> [Material shown]:
//! # orgchart-rs
//!
//! A temporal organizational-graph engine: a time-varying hierarchy of
//! entities (government, presidents, ministers, departments, citizens,
//! documents) connected by time-bounded relationships and mutated by an
//! ordered stream of domain transactions — add, terminate, move, rename,
//! merge — replayed one at a time against an entity store that offers no
//! multi-step transactions of its own.
//!
//! The crate provides the temporal relationship rules (when an edge is
//! active, and active *at* a date), scoped name resolution (a minister
//! title is meaningful only relative to a sitting president), collision-free
//! identifier allocation, and the compound operations that must behave as
//! if atomic despite being built from several independent store calls.

pub mod batch;
pub mod config;
pub mod documents;
pub mod engine;
pub mod error;
pub mod ids;
pub mod model;
pub mod remote;
pub mod resolver;
pub mod store;
pub mod temporal;

// Re-export main types for convenience
pub use batch::{Transaction, TransactionId};
pub use engine::{Engine, EnginePolicy, ReplayScope, ReplaySummary};
pub use error::{Error, Result};
pub use ids::{CounterKind, EntityCounters};
pub use model::{
    Entity, EntityId, EntitySummary, Kind, KindFilter, MajorKind, MinorKind, RelationName,
    Relationship,
};
pub use resolver::Resolver;
pub use store::{EntityStore, InMemoryStore};
pub use temporal::Timestamp;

> [What the exercise asks]:
In the listing above, find the line containing "mutated by an" and the line containing "(when an edge is", then quote both, plus every line between them, exactly as written.

> [Solution for this task]:
//! documents) connected by time-bounded relationships and mutated by an
//! ordered stream of domain transactions — add, terminate, move, rename,
//! merge — replayed one at a time against an entity store that offers no
//! multi-step transactions of its own.
//!
//! The crate provides the temporal relationship rules (when an edge is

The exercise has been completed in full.